The nine most beautiful words in the English language, for those of us eager to get some control over the current junta:
“No funds appropriated by Congress shall be used to …”
That language, when included in any appropriations bill, can stop Executive Branch action in its tracks. Nothing can be done without funds. The Anti-Deficiency Act of 1921 criminalizes any expenditure not covered by an appropriation. Since it is against the law for an Executive Branch official to work unpaid, no Executive Branch official can do anything forbidden by a “no funds” rider, even if it involves no other expenditure of Federal resources.
The Courts have even held that the Congress may take away a statutorily granted right, without repealing the original statute, by forbidding the expenditure of funds to effectuate that right. (The case, whose name I can’t recall, had to do with the provision for restoring the right to gun ownership to people with felony convictions far in the past. Update: the case is U.S. v. Bean; thanks to Peter Goldberger for the pointer.)
I have two specific proposals to offer:
1. To prevent mass pardons in January 2008, a provision that no funds appropriated may be used to prepare or issue a pardon for any person who, during the current administration, has been an employee of the Executive Office of the President, or has held a Schedule C (patronage) position, or been a non-career member of the Senior Executive Service, or held a position, permanently or on an acting basis, that requires Senate confirmation.
2. To force a vote on Social Security privatization, a provision that no funds appropriated may be used to formulate, prepare, or study the diversion of funds collected under the payroll tax to any private account.
The first provision has real bite; the second is just shadow-boxing. But the Republicans are welcome to vote against them, and the President to veto them.
Bring it on, I say.
Update A reader more learned in the law than I dissents on the pardons question:
I don’t think the rider you have in mind would be
constitutional because it would trench too far on the
power of the executive.
In general, Congress’ power to control certain
executive actions by eliminating appropriations is
consistent with its power to tax and spend, and also
with its ability to direct executive actions by
writing laws that the executive must enforce or obey.
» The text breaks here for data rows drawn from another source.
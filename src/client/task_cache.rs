//! Query cache for task lists with optimistic mutations.
//!
//! Lists are cached per [`TaskFilters`]. A mutation runs in four steps:
//!
//! 1. Cancel in-flight fetches. Bumping the generation makes any response
//!    from a fetch that started earlier get discarded.
//! 2. Snapshot every cached list and apply the change optimistically.
//! 3. Send the request. On failure restore the snapshot and push an error
//!    toast.
//! 4. Either way, refetch every cached list to reconcile with the server.

use std::collections::HashMap;
use std::sync::Arc;
use std::sync::atomic::{AtomicI64, Ordering};

use chrono::Utc;
use tokio::sync::RwLock;

use super::api::TaskApi;
use super::toast::ToastQueue;
use crate::error::ClientError;
use crate::tasks::model::{NewTask, Task, TaskFilters, TaskPatch, TaskStatus};

#[derive(Default)]
struct CacheState {
    lists: HashMap<TaskFilters, Vec<Task>>,
    generation: u64,
}

pub struct TaskCache {
    api: Arc<dyn TaskApi>,
    toasts: Arc<ToastQueue>,
    state: RwLock<CacheState>,
    /// Placeholder ids count down from -1 so they never collide with server ids.
    next_temp_id: AtomicI64,
}

impl TaskCache {
    pub fn new(api: Arc<dyn TaskApi>, toasts: Arc<ToastQueue>) -> Self {
        Self {
            api,
            toasts,
            state: RwLock::new(CacheState::default()),
            next_temp_id: AtomicI64::new(-1),
        }
    }

    /// Cached list for `filters`, fetching it on first use.
    pub async fn tasks(&self, filters: &TaskFilters) -> Result<Vec<Task>, ClientError> {
        if let Some(list) = self.cached(filters).await {
            return Ok(list);
        }
        self.fetch(filters).await
    }

    /// Cached list without touching the network.
    pub async fn cached(&self, filters: &TaskFilters) -> Option<Vec<Task>> {
        self.state.read().await.lists.get(filters).cloned()
    }

    /// Fetch `filters` from the server. The result is stored only if no
    /// mutation started while the request was in flight.
    pub async fn fetch(&self, filters: &TaskFilters) -> Result<Vec<Task>, ClientError> {
        let started = self.state.read().await.generation;
        let tasks = self.api.list_tasks(filters).await?;

        let mut state = self.state.write().await;
        if state.generation == started {
            state.lists.insert(filters.clone(), tasks.clone());
        } else {
            tracing::debug!(?filters, "Discarding stale task list");
        }
        Ok(tasks)
    }

    /// Refetch every cached list.
    pub async fn invalidate_all(&self) {
        let keys: Vec<TaskFilters> = self.state.read().await.lists.keys().cloned().collect();
        for filters in keys {
            if let Err(e) = self.fetch(&filters).await {
                tracing::warn!(?filters, error = %e, "Task refetch failed");
            }
        }
    }

    /// Optimistically add a placeholder task, then create it on the server.
    ///
    /// A blank title is rejected before any network call or cache change.
    pub async fn create(&self, new_task: NewTask) -> Result<Task, ClientError> {
        new_task
            .validate()
            .map_err(|e| ClientError::Validation(e.to_string()))?;

        let placeholder = self.placeholder(&new_task);
        self.mutate(
            |lists| {
                for (filters, list) in lists.iter_mut() {
                    if filters.matches(&placeholder) {
                        list.push(placeholder.clone());
                    }
                }
            },
            self.api.create_task(&new_task),
        )
        .await
    }

    /// Optimistically merge `patch` into the task, then PUT it.
    pub async fn update(&self, id: i64, patch: TaskPatch) -> Result<Task, ClientError> {
        patch
            .validate()
            .map_err(|e| ClientError::Validation(e.to_string()))?;

        self.mutate(
            |lists| {
                for task in lists.values_mut().flat_map(|l| l.iter_mut()) {
                    if task.id == id {
                        task.apply(&patch);
                    }
                }
            },
            self.api.update_task(id, &patch),
        )
        .await
    }

    /// Optimistically change the status, then PATCH only the status.
    pub async fn set_status(&self, id: i64, status: TaskStatus) -> Result<Task, ClientError> {
        self.mutate(
            |lists| {
                for task in lists.values_mut().flat_map(|l| l.iter_mut()) {
                    if task.id == id {
                        task.status = status;
                    }
                }
            },
            self.api.update_status(id, status),
        )
        .await
    }

    /// Optimistically remove the task, then delete it on the server.
    pub async fn delete(&self, id: i64) -> Result<(), ClientError> {
        self.mutate(
            |lists| {
                for list in lists.values_mut() {
                    list.retain(|t| t.id != id);
                }
            },
            self.api.delete_task(id),
        )
        .await
    }

    async fn mutate<T>(
        &self,
        optimistic: impl FnOnce(&mut HashMap<TaskFilters, Vec<Task>>),
        request: impl Future<Output = Result<T, ClientError>>,
    ) -> Result<T, ClientError> {
        let snapshot = {
            let mut state = self.state.write().await;
            state.generation += 1;
            let snapshot = state.lists.clone();
            optimistic(&mut state.lists);
            snapshot
        };

        let result = request.await;

        if let Err(ref e) = result {
            {
                let mut state = self.state.write().await;
                state.generation += 1;
                state.lists = snapshot;
            }
            tracing::warn!(error = %e, "Task mutation failed, rolled back");
            self.toasts.error(e.to_string()).await;
        }

        self.invalidate_all().await;
        result
    }

    fn placeholder(&self, new_task: &NewTask) -> Task {
        let now = Utc::now();
        Task {
            id: self.next_temp_id.fetch_sub(1, Ordering::Relaxed),
            user_id: 0,
            title: new_task.title.clone(),
            description: new_task.description.clone(),
            priority: new_task.priority,
            due_date: new_task.due_date,
            status: TaskStatus::Pending,
            created_at: now,
            updated_at: now,
        }
    }
}
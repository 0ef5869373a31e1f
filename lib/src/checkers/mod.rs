//! Qualifier systems that can be enforced at runtime
//!
//! Each checker bundles the qualifier registry the weaver consults with the name used for
//! violations and `@AnnotatedFor` markers. Only nullness ships for now.

pub mod nullness;

use crate::qualifiers::{QualifierRegistry, RegistryError};
use std::sync::Arc;

/// Qualifier system that can be woven into classes
pub trait RuntimeChecker: Send + Sync {
    /// Name used in violation messages (eg. `Nullness`)
    fn name(&self) -> &str;

    /// System name expected in `@AnnotatedFor` markers (eg. `nullness`)
    fn system(&self) -> &str;

    fn registry(&self) -> &QualifierRegistry;
}

/// Look up a checker by name
///
/// Accepts the short system name, the checker name, or a dotted/slashed class name ending in the
/// checker name (eg. `qualweave.checker.nullness.NullnessRuntimeChecker`). `Ok(None)` means no
/// checker goes by that name.
pub fn checker_by_name(name: &str) -> Result<Option<Arc<dyn RuntimeChecker>>, RegistryError> {
    let simple = name.trim().rsplit(&['.', '/'][..]).next().unwrap_or("");
    match simple.to_ascii_lowercase().as_str() {
        "nullness" | "nullnesschecker" | "nullnessruntimechecker" => {
            Ok(Some(Arc::new(nullness::NullnessChecker::new()?)))
        }
        _ => Ok(None),
    }
}
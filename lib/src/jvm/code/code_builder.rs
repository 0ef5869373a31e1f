use crate::jvm::code::{
    BranchInstruction, Code, CodeElement, ExceptionHandler, Instruction, LabelGenerator,
    SynLabel, SynLabelGenerator,
};
use crate::jvm::verifier;
use crate::jvm::Error;
use std::collections::HashSet;

/// This provides a slightly simplified interface for building up method bodies from top to
/// bottom. It does internal bookkeeping to track labels, then checks the stack soundness of the
/// whole body once it is finished.
///
/// ### Computing the maximum stack
///
/// Unlike locals (which are fixed by the method descriptor and whatever slots the original code
/// already used), the maximum stack depth changes whenever instructions are inserted. Rather than
/// have every caller track it, [`CodeBuilder::result`] runs the [`verifier`] over the finished
/// body and uses the depth it computes.
pub struct CodeBuilder {
    elements: Vec<CodeElement>,

    /// Labels placed so far
    placed_labels: HashSet<SynLabel>,

    label_generator: SynLabelGenerator,

    max_locals: u16,
}

impl CodeBuilder {
    /// Create a builder for a new method body
    pub fn new(max_locals: u16) -> CodeBuilder {
        CodeBuilder {
            elements: vec![],
            placed_labels: HashSet::new(),
            label_generator: SynLabelGenerator::new(SynLabel::new(0)),
            max_locals,
        }
    }

    /// Create a builder for rewriting an existing body
    ///
    /// Fresh labels are guaranteed not to collide with any label in the existing body.
    pub fn rewriting(code: &Code) -> CodeBuilder {
        CodeBuilder {
            elements: Vec::with_capacity(code.elements.len()),
            placed_labels: HashSet::new(),
            label_generator: SynLabelGenerator::new(code.next_free_label()),
            max_locals: code.max_locals,
        }
    }

    /// Push a straight-line instruction
    pub fn push_instruction(&mut self, insn: Instruction) {
        self.elements.push(CodeElement::Instruction(insn));
    }

    /// Push a branch instruction
    pub fn push_branch_instruction(&mut self, insn: BranchInstruction) {
        self.elements.push(CodeElement::Branch(insn));
    }

    /// Mark the current position with a label
    pub fn place_label(&mut self, label: SynLabel) -> Result<(), Error> {
        if !self.placed_labels.insert(label) {
            return Err(Error::DuplicateLabel(label));
        }
        self.elements.push(CodeElement::Label(label));
        Ok(())
    }

    /// Mark the source line of the instructions that follow
    pub fn push_line_number(&mut self, line: u16) {
        self.elements.push(CodeElement::LineNumber(line));
    }

    /// Push any element, copied from some other body
    pub fn push_element(&mut self, element: CodeElement) -> Result<(), Error> {
        match element {
            CodeElement::Label(label) => self.place_label(label),
            other => {
                self.elements.push(other);
                Ok(())
            }
        }
    }

    /// Number of elements pushed so far
    pub fn len(&self) -> usize {
        self.elements.len()
    }

    pub fn is_empty(&self) -> bool {
        self.elements.is_empty()
    }

    /// Turn the builder into the method code
    ///
    /// This fails if the body is not stack-sound (see [`verifier::verify`]).
    pub fn result(self, exception_handlers: Vec<ExceptionHandler>) -> Result<Code, Error> {
        let summary = verifier::verify(&self.elements, &exception_handlers)?;
        Ok(Code {
            max_stack: summary.max_stack,
            max_locals: self.max_locals,
            elements: self.elements,
            exception_handlers,
        })
    }
}

impl LabelGenerator<SynLabel> for CodeBuilder {
    fn fresh_label(&mut self) -> SynLabel {
        self.label_generator.fresh_label()
    }
}

#[cfg(test)]
mod test {
    use super::*;
    use crate::jvm::code::{EqComparison, InvokeType, MethodRef};
    use crate::jvm::{BinaryName, MethodDescriptor, ParseDescriptor, UnqualifiedName};

    #[test]
    fn computes_max_stack() -> Result<(), Error> {
        let mut builder = CodeBuilder::new(2);
        builder.push_instruction(Instruction::ALoad(1));
        builder.push_instruction(Instruction::Dup);
        builder.push_instruction(Instruction::Invoke(
            InvokeType::Static,
            MethodRef {
                owner: BinaryName::NULLNESSRUNTIMEVERIFIER,
                name: UnqualifiedName::CHECKNOTNULL,
                descriptor: MethodDescriptor::parse("(Ljava/lang/Object;)V").unwrap(),
            },
        ));
        builder.push_branch_instruction(BranchInstruction::AReturn);
        let code = builder.result(vec![])?;
        assert_eq!(code.max_stack, 2);
        assert_eq!(code.max_locals, 2);
        Ok(())
    }

    #[test]
    fn labels_are_placed_once() {
        let mut builder = CodeBuilder::new(1);
        let label = builder.fresh_label();
        assert!(builder.place_label(label).is_ok());
        assert!(matches!(
            builder.place_label(label),
            Err(Error::DuplicateLabel(_))
        ));
    }

    #[test]
    fn rewriting_avoids_existing_labels() -> Result<(), Error> {
        let mut builder = CodeBuilder::new(1);
        let skip = builder.fresh_label();
        builder.push_instruction(Instruction::ALoad(0));
        builder.push_branch_instruction(BranchInstruction::IfNull(EqComparison::EQ, skip));
        builder.place_label(skip)?;
        builder.push_branch_instruction(BranchInstruction::Return);
        let code = builder.result(vec![])?;

        let mut rewriter = CodeBuilder::rewriting(&code);
        assert_ne!(rewriter.fresh_label(), skip);
        Ok(())
    }
}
The power to pardon, however, is a core executive
function specifically granted to the President in Art.
II, Sec. 2, cl. 1. Except in cases of impeachment
that power is not reviewable by the other branches
(see Marc Rich) and has been exercised without any
limitations except political ones.
The historical record is even more dismal. The
constitutional convention considered two limitations
on the pardon power and rejected both of them — a
requirement that the pardon be reviewed by the Senate
and a limitation of pardons to persons already
convicted. A Congressional enactment that would
achieve that goal by controlling appropriations would
have a heck of an uphill battle even in a neutral
Court, which this one of course would not be.
I would like to hear comparably informed thoughts on the question of Constitutionality. To my amateur ear, the argument above sounds cogent, but it doesn’t sound like an absolute knock-down. After all, it’s a “core function” of the President to “take care that the laws be faithfully executed,” but his capacity actually to do so is limited by the appropriations process.
Losing a pardons case in the Supreme Court wouldn’t be a catastrophe, but if the measure isn’t at least arguably Constitutional of course it shouldn’t be offered. A “sense of the Congress” concurrent resolution would have no legal force, but would still be a good vehicle to force debate.